[Stored data]
##############################

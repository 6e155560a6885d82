use crate::message::Frame;
use dashmap::DashMap;
use log::*;
use std::sync::atomic::{AtomicU64, Ordering};
use tokio::sync::mpsc::UnboundedSender;

/// Unique identifier for a connection (server-generated)
#[derive(Debug, Clone, PartialEq, Eq, Hash)]
pub struct ConnectionId(String);

impl ConnectionId {
    pub fn new() -> Self {
        Self(uuid::Uuid::new_v4().to_string())
    }

    pub fn as_str(&self) -> &str {
        &self.0
    }
}

impl Default for ConnectionId {
    fn default() -> Self {
        Self::new()
    }
}

impl std::fmt::Display for ConnectionId {
    fn fmt(&self, f: &mut std::fmt::Formatter<'_>) -> std::fmt::Result {
        f.write_str(&self.0)
    }
}

/// A registered subscriber's output channel.
#[derive(Debug, Clone)]
pub struct ConnectionInfo {
    /// Registration order, used to deliver broadcasts deterministically.
    pub sequence: u64,
    pub sender: UnboundedSender<Frame>,
}

/// Subscriber registry for login-event fan-out, keyed by connection id.
///
/// Every open stream session holds exactly one entry here for as long as it
/// is open. Entries are removed by [`ConnectionRegistry::unregister`] or,
/// implicitly, when a send to the entry fails because its receiver is gone.
pub struct ConnectionRegistry {
    connections: DashMap<ConnectionId, ConnectionInfo>,
    next_sequence: AtomicU64,
}

impl ConnectionRegistry {
    pub fn new() -> Self {
        Self {
            connections: DashMap::new(),
            next_sequence: AtomicU64::new(0),
        }
    }

    /// Register a new connection - O(1)
    pub fn register(&self, sender: UnboundedSender<Frame>) -> ConnectionId {
        let connection_id = ConnectionId::new();
        let sequence = self.next_sequence.fetch_add(1, Ordering::Relaxed);

        self.connections
            .insert(connection_id.clone(), ConnectionInfo { sequence, sender });

        connection_id
    }

    /// Unregister a connection - O(1). Returns `false` when the connection was
    /// already gone, which callers treat as a no-op.
    pub fn unregister(&self, connection_id: &ConnectionId) -> bool {
        self.connections.remove(connection_id).is_some()
    }

    pub fn contains(&self, connection_id: &ConnectionId) -> bool {
        self.connections.contains_key(connection_id)
    }

    pub fn len(&self) -> usize {
        self.connections.len()
    }

    pub fn is_empty(&self) -> bool {
        self.connections.is_empty()
    }

    /// Current connections ordered by registration. Taking a snapshot means
    /// no shard lock is held while sending to or removing a connection.
    fn snapshot(&self) -> Vec<(ConnectionId, ConnectionInfo)> {
        let mut targets: Vec<(ConnectionId, ConnectionInfo)> = self
            .connections
            .iter()
            .map(|entry| (entry.key().clone(), entry.value().clone()))
            .collect();
        targets.sort_by_key(|(_, info)| info.sequence);
        targets
    }

    /// Send a frame to every registered connection, in registration order.
    /// Returns the number of connections the frame was delivered to.
    pub fn broadcast(&self, frame: &Frame) -> usize {
        let mut delivered = 0;
        for (conn_id, info) in self.snapshot() {
            match info.sender.send(frame.clone()) {
                Ok(()) => delivered += 1,
                Err(_) => {
                    warn!(
                        "Failed to send broadcast to connection {}, treating it as disconnected",
                        conn_id.as_str()
                    );
                    self.unregister(&conn_id);
                }
            }
        }
        delivered
    }
}

impl Default for ConnectionRegistry {
    fn default() -> Self {
        Self::new()
    }
}

#[cfg(test)]
mod tests {
    use super::*;
    use events::LoginEvent;
    use tokio::sync::mpsc;

    fn login(id: &str) -> Frame {
        Frame::Login(LoginEvent {
            id: id.to_string(),
            username: "Alexander".to_string(),
            time: "9:00:00 AM".to_string(),
        })
    }

    #[test]
    fn test_connection_ids_are_unique() {
        assert_ne!(ConnectionId::new(), ConnectionId::new());
    }

    #[test]
    fn test_register_and_unregister_track_len() {
        let registry = ConnectionRegistry::new();
        let (tx, _rx) = mpsc::unbounded_channel();

        let id = registry.register(tx);
        assert_eq!(registry.len(), 1);
        assert!(registry.contains(&id));

        assert!(registry.unregister(&id));
        assert!(registry.is_empty());
    }

    #[test]
    fn test_unregister_twice_is_a_no_op() {
        let registry = ConnectionRegistry::new();
        let (tx, _rx) = mpsc::unbounded_channel();
        let (other_tx, _other_rx) = mpsc::unbounded_channel();
        let id = registry.register(tx);
        registry.register(other_tx);

        assert!(registry.unregister(&id));
        assert!(!registry.unregister(&id));
        assert_eq!(registry.len(), 1);
    }

    #[test]
    fn test_broadcast_reaches_every_connection_once() {
        let registry = ConnectionRegistry::new();
        let mut receivers = Vec::new();
        for _ in 0..3 {
            let (tx, rx) = mpsc::unbounded_channel();
            registry.register(tx);
            receivers.push(rx);
        }

        assert_eq!(registry.broadcast(&login("3")), 3);

        for rx in receivers.iter_mut() {
            assert_eq!(rx.try_recv().unwrap(), login("3"));
            assert!(rx.try_recv().is_err());
        }
    }

    #[test]
    fn test_snapshot_follows_registration_order() {
        let registry = ConnectionRegistry::new();
        let mut registered = Vec::new();
        let mut receivers = Vec::new();
        for _ in 0..8 {
            let (tx, rx) = mpsc::unbounded_channel();
            registered.push(registry.register(tx));
            receivers.push(rx);
        }
        registry.unregister(&registered.remove(3));

        let ordered: Vec<ConnectionId> = registry
            .snapshot()
            .into_iter()
            .map(|(id, _)| id)
            .collect();
        assert_eq!(ordered, registered);
    }

    #[test]
    fn test_broadcast_drops_connections_whose_receiver_is_gone() {
        let registry = ConnectionRegistry::new();
        let (live_tx, mut live_rx) = mpsc::unbounded_channel();
        let (dead_tx, dead_rx) = mpsc::unbounded_channel();
        registry.register(live_tx);
        let dead_id = registry.register(dead_tx);
        drop(dead_rx);

        assert_eq!(registry.broadcast(&login("5")), 1);
        assert!(!registry.contains(&dead_id));
        assert_eq!(registry.len(), 1);
        assert_eq!(live_rx.try_recv().unwrap(), login("5"));
    }
}
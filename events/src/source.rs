//! Periodic producer of synthetic login events.

use crate::{EventPublisher, LoginEvent};
use log::*;
use std::time::Duration;
use tokio::task::JoinHandle;
use tokio::time::{interval_at, Instant, MissedTickBehavior};

/// Publishes one freshly generated [`LoginEvent`] per period to every handler
/// registered on the publisher.
///
/// The source runs on its own cadence, independent of any session's heartbeat.
pub struct LoginEventSource {
    publisher: EventPublisher,
    period: Duration,
    username: String,
}

impl LoginEventSource {
    pub fn new(publisher: EventPublisher, period: Duration, username: impl Into<String>) -> Self {
        Self {
            publisher,
            period,
            username: username.into(),
        }
    }

    /// Spawn the ticking task. The first event is published one full period
    /// after this call.
    pub fn spawn(self) -> SourceHandle {
        info!(
            "Starting login event source, publishing every {}ms",
            self.period.as_millis()
        );

        let first_tick = Instant::now() + self.period;
        let task = tokio::spawn(async move {
            let mut ticker = interval_at(first_tick, self.period);
            ticker.set_missed_tick_behavior(MissedTickBehavior::Delay);

            loop {
                ticker.tick().await;
                let event = LoginEvent::generate(&self.username);
                trace!("Login event source publishing event id {}", event.id);
                self.publisher.publish(event).await;
            }
        });

        SourceHandle { task }
    }
}

/// Owns the running source task. Dropping the handle stops the source.
pub struct SourceHandle {
    task: JoinHandle<()>,
}

impl SourceHandle {
    pub fn stop(&self) {
        self.task.abort();
    }
}

impl Drop for SourceHandle {
    fn drop(&mut self) {
        self.task.abort();
    }
}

##############################

- [EXERCISE REQUIREMENTS]:
Go through the entries above and count the lines with the word "Instant", then give only that number.

- [ANSWER AREA]:
2